I want to preface this story by saying that I recognize that I am not blameless in this and I take responsibility. I have stolen, I have lied, I have hurt my family, and I will carry the guilt of those actions with me for the rest of my life.

When I was 16 years old, I lived alone with a mentally ill parent, and our dynamic was very dysfunctional. On top of that, I was struggling with an eating disorder. My mom and I made the mutual decision that I would enter residential treatment for my eating disorder. I spent time in an RTC, but, unfortunately, my insurance stopped covering it. A friend of my mom’s recommended Northwest Academy; she had sent her nephew there. Within two days, I was at Northwest Academy, despite my mom not having toured the campus or done any real research. When my mom first told me about this, she said it was a way to get more independence, which sounded incredible. I quickly changed my tune when she sent me materials that included a (heavily redacted) list of rules, but she said it was too late.

The first thing that happened when I arrived was my intake. I was taken to the bathroom and into a stall (with the door ajar) and told to take off each article of clothing one by one and hand them to the staffer. Once I was nude, I was given a hospital gown and told to keep the front open while the staffer examined my front side, then told me to switch it to the back while she examined my backside. Coming from a relatively privileged background, this was extremely jarring for me, and it clicked: the place I was in was not what I thought it was.

I struggled immensely over the next few months, fighting against the program ideals, and attempting to maintain my individuality. I was “out of agreement” a lot, which meant I spent time on restriction. Restriction, for me, looked like extended forced silence, manual labor (including forcing me to do things I had told them I was physically unable to do), and pages of handwritten accountability writing assignments. In severe cases, a tent would be set up a hundred yards or so off the main campus where students on restriction would be required to sleep until our therapists decided we were allowed to rejoin our classmates.

When I was finally allowed to go on my first off-campus trip, I saw a woman texting and I asked if I could borrow her phone. We were not allowed any outside contact with the world at first, except for therapy calls and letters to parents, and even those letters were heavily censored. I used the phone to call my best friend from home–just before I was sent away, she was hospitalized, and I wanted to make sure she was okay. My therapist saw me, and she ripped the phone out of my hands and started yelling; I honestly do not remember what happened next. I spent a while after that on restriction, and everyone was telling me how I would never be trusted again.

This was what broke me–from then on out, I decided to keep my head down and just try to survive, but to do so I had to assimilate, even internally. Things started to get better after that. I was not challenging their rules anymore and they slowly began allowing me privileges again.
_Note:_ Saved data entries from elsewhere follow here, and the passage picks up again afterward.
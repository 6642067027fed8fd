//! Integration tests for the activity host on the headless backend.

use std::thread;
use std::time::{Duration, Instant};

use sgl_android::headless::{DemoGame, HeadlessSurface};
use sgl_android::{GameActivity, HostConfig, KeyCode};
use sgl_android_core::{LoopConfig, LoopExit, SurfaceError};
use sgl_android_platform::{MotionAction, MotionEvent, SystemAction, TouchPointer, WindowMetrics, WindowProxy};

type TestActivity = GameActivity<DemoGame, HeadlessSurface>;

fn test_config() -> HostConfig {
    HostConfig {
        game_loop: LoopConfig {
            target_frame_period_ms: Some(2),
            ..LoopConfig::default()
        },
        ..HostConfig::default()
    }
}

fn activity(config: HostConfig) -> TestActivity {
    GameActivity::new(config, HeadlessSurface::new(64, 48), "assets", |_, input| {
        DemoGame::new().with_input(input)
    })
    .unwrap()
}

fn wait_for(mut condition: impl FnMut() -> bool) {
    let deadline = Instant::now() + Duration::from_secs(5);
    while !condition() {
        assert!(Instant::now() < deadline, "condition not reached in time");
        thread::sleep(Duration::from_millis(1));
    }
}

fn game_frames(activity: &TestActivity) -> u64 {
    activity.loops().shared().app.lock().frames()
}

#[test]
fn test_resume_before_surface_renders_after_create() {
    let activity = activity(test_config());

    activity.on_resume().unwrap();
    assert!(activity.is_resumed());
    thread::sleep(Duration::from_millis(20));
    assert_eq!(game_frames(&activity), 0);

    activity.on_surface_created();
    wait_for(|| game_frames(&activity) >= 5);

    activity.on_pause();
    activity.on_surface_destroyed();
    assert!(!activity.is_resumed());

    let surface = &activity.loops().shared().surface;
    let counters = surface.counters();
    assert_eq!(counters.locks, counters.releases);
    assert!(!surface.is_locked());
    assert!(surface.last_posted().is_some());
}

#[test]
fn test_surface_destroyed_joins_render_thread() {
    let activity = activity(test_config());
    activity.on_surface_created();
    activity.on_resume().unwrap();
    wait_for(|| game_frames(&activity) >= 3);

    // Surface goes away while still resumed
    activity.on_surface_destroyed();
    assert_eq!(activity.loops().live_threads(), 0);

    let frames = game_frames(&activity);
    let locks = activity.loops().shared().surface.counters().locks;
    thread::sleep(Duration::from_millis(20));
    assert_eq!(game_frames(&activity), frames);
    assert_eq!(activity.loops().shared().surface.counters().locks, locks);
}

#[test]
fn test_starting_screen_pushed_once_across_sessions() {
    let activity = activity(test_config());
    activity.on_surface_created();

    for _ in 0..3 {
        activity.on_resume().unwrap();
        let before = game_frames(&activity);
        wait_for(|| game_frames(&activity) > before + 2);
        activity.on_pause();
    }
    activity.on_destroy();

    assert_eq!(activity.loops().shared().app.lock().screens(), ["main"]);
}

#[test]
fn test_touches_reach_the_game() {
    let activity = activity(test_config());
    activity.on_surface_created();
    activity.on_resume().unwrap();

    let pointer = TouchPointer::new(0, 20.0, 10.0);
    assert!(activity.on_touch(&MotionEvent::new(MotionAction::Down, vec![pointer.clone()])));
    assert!(activity.on_touch(&MotionEvent::new(MotionAction::Up, vec![pointer])));

    wait_for(|| activity.loops().shared().app.lock().touches() == 1);
    activity.on_destroy();
}

#[test]
fn test_system_keys_disabled_by_default() {
    let activity = activity(test_config());
    assert!(!activity.on_back_pressed());
    assert!(!activity.on_key_down(KeyCode::Menu));
    assert!(!activity.on_key_down(KeyCode::Other(24)));
    assert!(activity.keep_screen_on());
}

#[test]
fn test_system_keys_delivered_when_enabled() {
    let activity = activity(HostConfig {
        enable_back_button_events: true,
        enable_menu_button_events: true,
        ..test_config()
    });
    activity.on_surface_created();
    activity.on_resume().unwrap();

    assert!(activity.on_back_pressed());
    assert!(activity.on_key_down(KeyCode::Menu));
    assert!(activity.on_key_down(KeyCode::Back));

    wait_for(|| activity.loops().shared().app.lock().system_actions().len() == 3);
    activity.on_destroy();

    assert_eq!(
        activity.loops().shared().app.lock().system_actions(),
        [SystemAction::Back, SystemAction::Menu, SystemAction::Back]
    );
}

#[test]
fn test_engine_failure_ends_instance_and_releases() {
    let activity = GameActivity::new(test_config(), HeadlessSurface::new(8, 8), "assets", |_, input| {
        DemoGame::new().with_input(input).failing_at_frame(3)
    })
    .unwrap();

    activity.on_surface_created();
    activity.on_resume().unwrap();
    wait_for(|| !activity.loops().is_loop_active());
    activity.on_surface_destroyed();

    let report = activity.take_last_loop_report().unwrap();
    assert!(matches!(report.exit, LoopExit::EngineFailure(_)));

    let counters = activity.loops().shared().surface.counters();
    assert_eq!(counters.locks, 3);
    assert_eq!(counters.releases, 3);
    assert_eq!(counters.posted, 2);
}

#[test]
fn test_lost_surface_ends_instance() {
    let activity = activity(test_config());
    activity.loops().shared().surface.mark_lost();

    activity.on_surface_created();
    activity.on_resume().unwrap();
    wait_for(|| !activity.loops().is_loop_active());
    activity.on_destroy();

    let report = activity.take_last_loop_report().unwrap();
    assert!(matches!(report.exit, LoopExit::SurfaceFailure(SurfaceError::Lost(_))));
    assert_eq!(report.stats.locks_acquired, 0);
}

#[test]
fn test_unavailable_surface_skips_frames() {
    let activity = activity(test_config());
    let surface = &activity.loops().shared().surface;
    surface.set_available(false);

    activity.on_surface_created();
    activity.on_resume().unwrap();
    wait_for(|| surface.counters().unavailable >= 3);
    assert_eq!(game_frames(&activity), 0);

    surface.set_available(true);
    wait_for(|| game_frames(&activity) >= 1);
    activity.on_destroy();

    let stats = activity.last_loop_stats().unwrap();
    assert!(stats.skipped_unavailable >= 3);
    assert_eq!(stats.initializations, 1);
}

#[test]
fn test_surface_changed_updates_window() {
    let activity = GameActivity::with_window(
        test_config(),
        HeadlessSurface::new(8, 8),
        "assets",
        WindowMetrics::new(440.0, 440.0, 480),
        |platform, input| {
            assert!((platform.window().ppi() - 480.0).abs() < f32::EPSILON);
            DemoGame::new().with_input(input)
        },
    )
    .unwrap();

    activity.on_surface_changed(1080, 2340);
    assert_eq!(activity.platform().window().width(), 1080);
    assert_eq!(activity.platform().window().height(), 2340);
}

#[test]
fn test_invalid_config_rejected() {
    let config = HostConfig {
        game_loop: LoopConfig {
            target_frame_period_ms: Some(0),
            ..LoopConfig::default()
        },
        ..HostConfig::default()
    };
    let result = GameActivity::new(config, HeadlessSurface::new(8, 8), "assets", |_, input| {
        DemoGame::new().with_input(input)
    });
    assert!(result.is_err());
}
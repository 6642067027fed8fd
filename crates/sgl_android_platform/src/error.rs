//! Platform error types.

use std::path::PathBuf;

use thiserror::Error;

/// Errors raised by the platform proxies.
#[derive(Error, Debug)]
pub enum PlatformError {
    /// An asset could not be read.
    #[error("failed to load asset {path}: {source}")]
    Asset {
        /// Resolved file path.
        path: PathBuf,
        /// Underlying I/O error.
        source: std::io::Error,
    },

    /// A text asset that is not valid UTF-8.
    #[error("asset {path} is not valid UTF-8: {source}")]
    InvalidText {
        /// Resolved file path.
        path: PathBuf,
        /// Decoding error, with the offset of the first bad byte.
        source: std::string::FromUtf8Error,
    },

    /// A resource path that cannot be resolved under the asset root.
    #[error("invalid resource path: {0}")]
    InvalidPath(String),
}

/// Result type for platform operations.
pub type PlatformResult<T> = Result<T, PlatformError>;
Two months before I graduated, I went on another off-campus trip. While there, I was sexually assaulted by a patron in front of several of my classmates. I did not want to say anything but one of them told the staff. When we got back, the guy in charge that day called me into the office. I told him I did not want to say anything and he said: “I have to write it in your file, but that’s probably a wise decision. I mean, come on, who would believe you anyway?”
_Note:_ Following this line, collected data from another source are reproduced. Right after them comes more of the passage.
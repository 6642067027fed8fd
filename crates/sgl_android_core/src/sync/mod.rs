//! # Cross-Thread Signals
//!
//! The only shared state between the UI thread and the render thread.
//!
//! ## The Problem
//!
//! ```text
//! UI thread:      surfaceCreated / surfaceDestroyed / onPause
//! Render thread:  "may I lock the surface?" / "should I keep going?"
//!
//! Plain bool:     stale reads -> drawing on a destroyed surface
//! Mutex<bool>:    lock on every iteration for a single bit
//! ```
//!
//! ## The Solution
//!
//! ```text
//! ReadinessGate   AtomicBool, written by surface callbacks, polled per iteration
//! RunToken        AtomicBool + Condvar, stop request wakes a sleeping loop
//! ```
//!
//! Neither signal blocks its writer. Waiting for the render thread to be
//! gone is done by joining it, not by these signals.

mod readiness;
mod run_token;

pub use readiness::ReadinessGate;
pub use run_token::{RunToken, SleepOutcome};
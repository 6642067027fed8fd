//! # Loop Configuration
//!
//! Immutable settings of a render cycle driver, loaded once at startup.
//!
//! ```toml
//! target_frame_period_ms = 30
//! overrun_warn_ms = 15
//! thread_name = "sgl-game-loop"
//! ```
//!
//! Every key is optional and falls back to [`LoopConfig::default`], so a
//! missing table and an empty one mean the same thing. TOML has no null;
//! an uncapped loop is written as `uncapped = true` instead of a period.

use std::path::Path;
use std::time::Duration;

use serde::{Deserialize, Serialize};

use crate::error::ConfigError;

/// Default target frame period (~33 FPS).
pub const DEFAULT_FRAME_PERIOD_MS: u64 = 30;

/// Default overrun length above which a warning is logged.
pub const DEFAULT_OVERRUN_WARN_MS: u64 = 15;

/// Default render thread name prefix.
pub const DEFAULT_THREAD_NAME: &str = "sgl-game-loop";

/// Configuration for one render cycle driver.
///
/// Never mutated after a driver is constructed from it.
#[derive(Clone, Debug, PartialEq, Eq, Serialize, Deserialize)]
#[serde(try_from = "LoopConfigDocument", into = "LoopConfigDocument")]
pub struct LoopConfig {
    /// Target frame period. `None` runs uncapped.
    pub target_frame_period_ms: Option<u64>,
    /// Overruns longer than this are logged at warn level.
    pub overrun_warn_ms: u64,
    /// Render thread name prefix; the instance number is appended.
    pub thread_name: String,
}

impl Default for LoopConfig {
    fn default() -> Self {
        Self {
            target_frame_period_ms: Some(DEFAULT_FRAME_PERIOD_MS),
            overrun_warn_ms: DEFAULT_OVERRUN_WARN_MS,
            thread_name: DEFAULT_THREAD_NAME.to_string(),
        }
    }
}

/// On-disk form of [`LoopConfig`].
#[derive(Serialize, Deserialize)]
#[serde(default, deny_unknown_fields)]
struct LoopConfigDocument {
    #[serde(skip_serializing_if = "Option::is_none")]
    target_frame_period_ms: Option<u64>,
    #[serde(skip_serializing_if = "std::ops::Not::not")]
    uncapped: bool,
    overrun_warn_ms: u64,
    thread_name: String,
}

impl Default for LoopConfigDocument {
    fn default() -> Self {
        Self {
            target_frame_period_ms: None,
            uncapped: false,
            overrun_warn_ms: DEFAULT_OVERRUN_WARN_MS,
            thread_name: DEFAULT_THREAD_NAME.to_string(),
        }
    }
}

impl TryFrom<LoopConfigDocument> for LoopConfig {
    type Error = ConfigError;

    fn try_from(document: LoopConfigDocument) -> Result<Self, Self::Error> {
        let target_frame_period_ms = match (document.uncapped, document.target_frame_period_ms) {
            (true, Some(_)) => return Err(ConfigError::ConflictingFramePeriod),
            (true, None) => None,
            (false, period) => Some(period.unwrap_or(DEFAULT_FRAME_PERIOD_MS)),
        };
        Ok(Self {
            target_frame_period_ms,
            overrun_warn_ms: document.overrun_warn_ms,
            thread_name: document.thread_name,
        })
    }
}

impl From<LoopConfig> for LoopConfigDocument {
    fn from(config: LoopConfig) -> Self {
        Self {
            uncapped: config.target_frame_period_ms.is_none(),
            target_frame_period_ms: config.target_frame_period_ms,
            overrun_warn_ms: config.overrun_warn_ms,
            thread_name: config.thread_name,
        }
    }
}

impl LoopConfig {
    /// A loop that never sleeps between iterations.
    #[must_use]
    pub fn uncapped() -> Self {
        Self {
            target_frame_period_ms: None,
            ..Self::default()
        }
    }

    /// A loop targeting `fps` frames per second (period rounded down).
    ///
    /// # Errors
    ///
    /// Returns [`ConfigError::ZeroFps`] for a zero rate and
    /// [`ConfigError::ZeroFramePeriod`] for rates above 1000 FPS.
    pub fn with_target_fps(fps: u32) -> Result<Self, ConfigError> {
        if fps == 0 {
            return Err(ConfigError::ZeroFps);
        }
        let config = Self {
            target_frame_period_ms: Some(1000 / u64::from(fps)),
            ..Self::default()
        };
        config.validate()?;
        Ok(config)
    }

    /// Parses and validates a TOML document.
    ///
    /// # Errors
    ///
    /// Returns a parse error or a validation error.
    pub fn from_toml_str(source: &str) -> Result<Self, ConfigError> {
        let config: Self = toml::from_str(source)?;
        config.validate()?;
        Ok(config)
    }

    /// Reads, parses and validates a TOML file.
    ///
    /// # Errors
    ///
    /// Returns an I/O, parse or validation error.
    pub fn from_toml_file(path: impl AsRef<Path>) -> Result<Self, ConfigError> {
        let path = path.as_ref();
        let source = std::fs::read_to_string(path).map_err(|source| ConfigError::Io {
            path: path.to_path_buf(),
            source,
        })?;
        Self::from_toml_str(&source)
    }

    /// Checks value ranges.
    ///
    /// # Errors
    ///
    /// Returns [`ConfigError::ZeroFramePeriod`] for a zero frame period.
    pub fn validate(&self) -> Result<(), ConfigError> {
        if self.target_frame_period_ms == Some(0) {
            return Err(ConfigError::ZeroFramePeriod);
        }
        Ok(())
    }

    /// Target frame period as a [`Duration`].
    #[must_use]
    pub fn target_frame_period(&self) -> Option<Duration> {
        self.target_frame_period_ms.map(Duration::from_millis)
    }
}
//! Surface readiness gate.

use std::sync::atomic::{AtomicBool, AtomicU64, Ordering};

/// "The drawing target is currently valid and lockable."
///
/// Single writer (surface callbacks on the UI thread), single reader (the
/// active render thread). Outlives every loop instance.
#[derive(Debug, Default)]
pub struct ReadinessGate {
    ready: AtomicBool,
    /// Number of ready/not-ready transitions, for diagnostics.
    transitions: AtomicU64,
}

impl ReadinessGate {
    /// Creates a gate in the not-ready state.
    #[must_use]
    pub const fn new() -> Self {
        Self {
            ready: AtomicBool::new(false),
            transitions: AtomicU64::new(0),
        }
    }

    /// Surface created: drawing targets may be locked.
    pub fn set_ready(&self) {
        if !self.ready.swap(true, Ordering::AcqRel) {
            self.transitions.fetch_add(1, Ordering::Relaxed);
        }
    }

    /// Surface destroyed (or about to be): stop locking.
    pub fn set_not_ready(&self) {
        if self.ready.swap(false, Ordering::AcqRel) {
            self.transitions.fetch_add(1, Ordering::Relaxed);
        }
    }

    /// Polled once per loop iteration.
    #[inline]
    #[must_use]
    pub fn is_ready(&self) -> bool {
        self.ready.load(Ordering::Acquire)
    }

    /// Number of state changes since creation.
    #[inline]
    #[must_use]
    pub fn transitions(&self) -> u64 {
        self.transitions.load(Ordering::Relaxed)
    }
}
//! # Error Types
//!
//! All errors that can occur around the game loop.
//!
//! None of these cross the loop boundary as a return value of a lifecycle
//! callback. Engine and surface failures end the loop instance and are
//! reported through [`LoopExit`](crate::LoopExit) in the driver report.

use std::path::PathBuf;

use thiserror::Error;

/// Errors raised by the engine through its entry points.
#[derive(Error, Debug)]
pub enum EngineError {
    /// The engine's update/render call failed.
    #[error("engine update failed: {0}")]
    Update(String),

    /// The starting screen could not be pushed.
    #[error("engine initialization failed: {0}")]
    Initialization(String),

    /// Any other engine-side error.
    #[error(transparent)]
    Other(#[from] Box<dyn std::error::Error + Send + Sync>),
}

/// Fatal drawing-target failures.
///
/// A target that is merely unavailable this iteration is NOT an error; the
/// provider reports it as `Ok(None)`.
#[derive(Error, Debug, Clone, PartialEq, Eq)]
pub enum SurfaceError {
    /// The surface was lost for good (not a teardown race).
    #[error("surface lost: {0}")]
    Lost(String),

    /// The platform refused the lock for a reason that will not go away.
    #[error("surface lock rejected: {0}")]
    LockRejected(String),
}

/// Invalid or unreadable configuration.
#[derive(Error, Debug)]
pub enum ConfigError {
    /// The configuration file could not be read.
    #[error("failed to read config {path}: {source}")]
    Io {
        /// Path that was being read.
        path: PathBuf,
        /// Underlying I/O error.
        source: std::io::Error,
    },

    /// The configuration is not valid TOML for this schema.
    #[error("failed to parse config: {0}")]
    Parse(#[from] toml::de::Error),

    /// A frame period of zero milliseconds was configured.
    #[error("target frame period must be at least 1ms")]
    ZeroFramePeriod,

    /// Both `uncapped = true` and a target frame period were given.
    #[error("uncapped loop cannot also set target_frame_period_ms")]
    ConflictingFramePeriod,

    /// A target rate of zero frames per second was requested.
    #[error("target fps must be greater than zero")]
    ZeroFps,
}

/// Errors surfaced to the host by lifecycle operations.
#[derive(Error, Debug)]
pub enum LoopError {
    /// The OS refused to start the render thread.
    #[error("failed to spawn render thread: {0}")]
    Spawn(#[from] std::io::Error),

    /// Invalid configuration.
    #[error(transparent)]
    Config(#[from] ConfigError),
}

/// Result type for engine entry points.
pub type EngineResult<T> = Result<T, EngineError>;

/// Result type for lifecycle operations.
pub type LoopResult<T> = Result<T, LoopError>;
Though I did grow a lot because of my time at Northwest Academy, I have spent my adult life since then dealing with PTSD because of my experiences. I cannot come close to detailing every bad thing that happened, but I either experienced or witnessed egregious things: emotional and physical abuse as well as multiple allegations of sexual abuse by other students as well as staff. The male staffer I discussed in the last paragraph was accused of rape by a student, yet was still allowed to keep his job. I will live with the trauma inflicted on me by Northwest Academy for the rest of my life. I volunteer with Breaking Code Silence in the hope that no child will ever have to again.